No cache locality. Map<entityId, data> indirection is the opposite of bitECS's whole point. Each world.get(entityId, Position) is a Map lookup - a hash, a pointer follow, a heap read. At 10k+ entities with a tight system loop this compounds into measurable latency. The envelope for this architecture is hundreds-to-low-thousands of entities. The engine's design notes float a struct-of-arrays path as a possible next step if I outgrow Maps - but it doesn't ship yet. Per-component Maps are the only storage path today. SoA is what I'd reach for if the benchmarks started showing a cliff.
No serialization story. bitECS can snapshot a game state by cloning typed arrays - the bytes are contiguous and typed. Maps of plain objects require a custom serializer. Pan Tvardowski sidesteps this differently: it uses a seeded deterministic RNG for reproducible benchmark runs rather than serializing live state. If you need save-state or netcode out of the box, that's a point for bitECS.
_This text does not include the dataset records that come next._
use crate::app::config::GatewayConfig;
use crate::error::GatewayError;
use crate::models::{FormattedChargeRequest, GatewayResponse};
use async_trait::async_trait;
use reqwest::header::{ACCEPT, CONTENT_TYPE};
use reqwest::{redirect, Client};
use serde_json::Value;
use std::time::Duration;
use tracing::{debug, error, info, warn};
use url::Url;

const PROCESS_TRANSACTION_PATH: &str = "/exams/processTransaction";

/// Sends a single charge to the payment gateway.
#[async_trait]
pub trait ChargeGateway: Send + Sync {
    async fn charge(
        &self,
        endpoint: &str,
        access_token: &str,
        request: &FormattedChargeRequest,
    ) -> Result<GatewayResponse, GatewayError>;
}

/// HTTPS client for the PAGCOMPLETO `processTransaction` API.
///
/// Certificates are always verified.
pub struct PagcompletoClient {
    client: Client,
    default_base_url: Url,
}

impl PagcompletoClient {
    pub fn new(config: &GatewayConfig) -> Result<Self, GatewayError> {
        let default_base_url = Url::parse(&config.base_url)
            .map_err(|e| GatewayError::Transport(format!("invalid gateway base url: {}", e)))?;

        let client = Client::builder()
            .timeout(Duration::from_secs(config.timeout_secs))
            .redirect(redirect::Policy::limited(config.max_redirects))
            .build()?;

        Ok(Self {
            client,
            default_base_url,
        })
    }

    /// `processTransaction` URL for an order's gateway endpoint. Falls back
    /// to the configured base URL when the endpoint is blank or unusable.
    pub fn transaction_url(&self, endpoint: &str, access_token: &str) -> Url {
        let mut url = Url::parse(endpoint.trim())
            .ok()
            .filter(|url| matches!(url.scheme(), "http" | "https") && url.has_host())
            .unwrap_or_else(|| {
                if !endpoint.trim().is_empty() {
                    warn!("Ignoring unusable gateway endpoint {:?}", endpoint);
                }
                self.default_base_url.clone()
            });

        url.set_path(PROCESS_TRANSACTION_PATH);
        url.set_fragment(None);
        url.query_pairs_mut().clear().append_pair("accessToken", access_token);
        url
    }
}

#[async_trait]
impl ChargeGateway for PagcompletoClient {
    async fn charge(
        &self,
        endpoint: &str,
        access_token: &str,
        request: &FormattedChargeRequest,
    ) -> Result<GatewayResponse, GatewayError> {
        let url = self.transaction_url(endpoint, access_token);
        let host = url.host_str().unwrap_or_default().to_string();

        let response = self
            .client
            .post(url)
            .header(CONTENT_TYPE, "application/json")
            .header(ACCEPT, "application/json")
            .json(request)
            .send()
            .await
            .map_err(|e| {
                error!("Charge for order {} did not reach {}: {}", request.external_order_id, host, e.without_url());
                GatewayError::Transport(format!("request to {} failed", host))
            })?;

        let status = response.status();
        let body = response.text().await?;

        debug!("[PagcompletoClient] order {} HTTP_CODE: {}", request.external_order_id, status);
        debug!("[PagcompletoClient] order {} RAW_RESPONSE: {}", request.external_order_id, body);

        if !status.is_success() {
            warn!("Gateway returned status {} for order {}", status, request.external_order_id);
        }

        let value: Value = serde_json::from_str(&body).map_err(|e| {
            error!("Undecodable gateway body for order {}: {}", request.external_order_id, e);
            GatewayError::Protocol(format!("HTTP {} with non-JSON body", status.as_u16()))
        })?;

        let decoded = GatewayResponse::from_value(value)?;
        info!(
            "Gateway answered order {} with code {:?}",
            request.external_order_id, decoded.transaction_code
        );
        Ok(decoded)
    }
}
No multi-threading. becsy is the ECS being built around multi-threading - though as of 0.15.x that multi-threaded execution is still on its roadmap, not yet shipped. This one is single-threaded, and makes no attempt otherwise.
The pattern beyond games
Archetype queries are not game-specific. They are indexed sets of things matching a shape. If you have a kanban board with thousands of cards that can be "blocked", "overdue", "assigned", "flagged" - a bitmask-per-card plus a query for "overdue AND assigned AND NOT blocked" is an O(1) per-card match plus a push-based reactive update. The same pattern applies to chat messages with read/pinned/flagged states, to map markers with type/visible/selected/clustered states, to live feeds where items enter and leave "above-the-fold" visibility.
The ECS framing is the cue: when you're managing thousands of homogeneous items and the interesting logic is "do something to all items matching these conditions," archetype queries are a legitimate state model regardless of whether you're rendering sprites or rendering a React list.
The allocation discipline that makes this safe in a hot loop is a separate piece - the zero-alloc game loops post covers why object storage stays harmless in a hot loop only when the move system pools and mutates in place, never allocating inside step. And the Skia Atlas post shows the other end of the frame: the ECS query for renderable entities feeds the SpriteBatch that draws them in a single draw call.